Ube Meets Goat Cheese In This Unexpected New Collaboration
As a Filipino, I’ve watched ube make the leap from family gatherings and neighborhood bakeries to grocery store shelves across America.
Some of those collaborations feel thoughtful. Others feel like companies discovered a purple ingredient and stopped asking questions.
LaClare Creamery’s new Ube Goat Cheese lands somewhere more interesting.
The Wisconsin-based cheesemaker recently introduced a limited-edition goat cheese that blends its signature chèvre with ube, the beloved Filipino purple yam known for its naturally sweet, nutty flavor and vibrant color.
For Filipinos, ube isn’t some new food trend. It’s the foundation of desserts like ube halaya, cakes, pastries, ice cream, and countless family recipes passed down through generations. Its flavor often gets compared to vanilla, though anyone who grew up eating it knows ube carries a character all its own.
That familiarity is what makes this particular collaboration intriguing.
Goat cheese already balances tangy and creamy flavors. Ube brings sweetness, earthiness, and color. On paper, the pairing makes more sense than it might initially sound.
LaClare says the cheese works across everything from salads and bagels to desserts and smoothie bowls. While the company leans heavily into the product’s eye-catching purple appearance, the flavor combination itself feels like more than a novelty play.

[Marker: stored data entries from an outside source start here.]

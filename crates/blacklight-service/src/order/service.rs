//! Order operations.

use std::sync::Arc;

use serde::{Deserialize, Serialize};
use tracing::{info, warn};
use uuid::Uuid;

use blacklight_core::error::{AppError, ErrorKind};
use blacklight_core::result::AppResult;
use blacklight_core::types::{PageRequest, PageResponse};
use blacklight_database::store::{OrderStore, UserStore};
use blacklight_entity::order::{NewOrder, Order, OrderLine, OrderStatus, OrderType};

use super::cart::merge_lines;
use crate::context::RequestContext;

/// A customer's cart at checkout.
#[derive(Debug, Clone, Serialize, Deserialize)]
#[serde(rename_all = "camelCase")]
pub struct PlaceOrder {
    pub items: Vec<OrderLine>,
    pub order_type: OrderType,
    /// Delivery destination. Falls back to the profile location.
    pub location: Option<String>,
    pub phone_number: Option<String>,
}

#[derive(Clone)]
pub struct OrderService {
    orders: Arc<dyn OrderStore>,
    users: Arc<dyn UserStore>,
}

impl OrderService {
    pub fn new(orders: Arc<dyn OrderStore>, users: Arc<dyn UserStore>) -> Self {
        Self { orders, users }
    }

    /// Reserve stock for every line and create a pending, unpaid order.
    ///
    /// If any line exceeds current stock the whole order is rejected with
    /// `InsufficientStock` and no product is decremented.
    pub async fn place_order(&self, ctx: &RequestContext, req: PlaceOrder) -> AppResult<Order> {
        let lines = merge_lines(&req.items)?;

        let customer = self
            .users
            .find_by_id(ctx.user_id)
            .await?
            .ok_or_else(|| AppError::unauthorized("Account no longer exists"))?;

        let location = non_blank(req.location).or_else(|| non_blank(customer.location.clone()));
        if req.order_type == OrderType::Delivery && location.is_none() {
            return Err(AppError::validation("Delivery orders need a location"));
        }
        let phone_number = non_blank(req.phone_number).or(customer.phone_number.clone());

        let order = self
            .orders
            .place(&NewOrder {
                customer_id: customer.id,
                customer_name: customer.name.clone(),
                order_type: req.order_type,
                location,
                phone_number,
                lines,
            })
            .await
            .inspect_err(|e| {
                if e.is(ErrorKind::InsufficientStock) {
                    warn!(customer_id = %customer.id, details = ?e.details, "Order rejected: insufficient stock");
                }
            })?;

        info!(
            order_id = %order.id,
            customer_id = %order.customer_id,
            order_type = %order.order_type,
            items = order.items.len(),
            total = %order.total_amount,
            "Order placed"
        );
        Ok(order)
    }

    pub async fn get(&self, ctx: &RequestContext, id: Uuid) -> AppResult<Order> {
        let order = self
            .orders
            .find_by_id(id)
            .await?
            .ok_or_else(|| AppError::not_found(format!("Order {id} not found")))?;
        ctx.ensure_can_access(order.customer_id, "order")?;
        Ok(order)
    }

    pub async fn list(
        &self,
        ctx: &RequestContext,
        page: &PageRequest,
    ) -> AppResult<PageResponse<Order>> {
        self.orders.list(ctx.owner_filter(), page).await
    }

    /// Admin status change along the fulfillment pipeline. Rejecting an
    /// order does not return its stock.
    pub async fn update_status(
        &self,
        ctx: &RequestContext,
        id: Uuid,
        next: OrderStatus,
    ) -> AppResult<Order> {
        let order = self.orders.update_status(id, next).await?;
        info!(order_id = %id, status = %order.status, by = %ctx.user_id, "Order status changed");
        Ok(order)
    }
}

fn non_blank(value: Option<String>) -> Option<String> {
    value
        .map(|v| v.trim().to_string())
        .filter(|v| !v.is_empty())
}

The bigger question any time ube enters the mainstream remains the same: does the product respect the ingredient’s roots?
At the very least, LaClare appears to acknowledge where ube comes from and why people love it in the first place. That’s a meaningful starting point.
Whether Ube Goat Cheese becomes your next charcuterie board staple is another conversation entirely. But among the growing wave of ube-inspired products hitting the market, this one might be unusual enough to warrant a taste test.